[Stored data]
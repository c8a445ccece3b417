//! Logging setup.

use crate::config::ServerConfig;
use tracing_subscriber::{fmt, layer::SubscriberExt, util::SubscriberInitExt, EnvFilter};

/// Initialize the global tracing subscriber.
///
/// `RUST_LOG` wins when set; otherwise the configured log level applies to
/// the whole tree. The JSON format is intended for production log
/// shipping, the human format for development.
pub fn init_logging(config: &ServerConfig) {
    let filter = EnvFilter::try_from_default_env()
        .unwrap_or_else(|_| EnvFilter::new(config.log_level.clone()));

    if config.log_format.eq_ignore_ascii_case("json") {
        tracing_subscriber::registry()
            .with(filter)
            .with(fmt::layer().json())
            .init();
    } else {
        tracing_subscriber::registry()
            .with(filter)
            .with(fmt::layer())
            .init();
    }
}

* [Task to complete] Copy the records above exactly, please, but only from the first line through the line containing "format for development.".

* [Response to the exercise]
repository c8a445ccece3b417
//! Logging setup.

use crate::config::ServerConfig;
use tracing_subscriber::{fmt, layer::SubscriberExt, util::SubscriberInitExt, EnvFilter};

/// Initialize the global tracing subscriber.
///
/// `RUST_LOG` wins when set; otherwise the configured log level applies to
/// the whole tree. The JSON format is intended for production log
/// shipping, the human format for development.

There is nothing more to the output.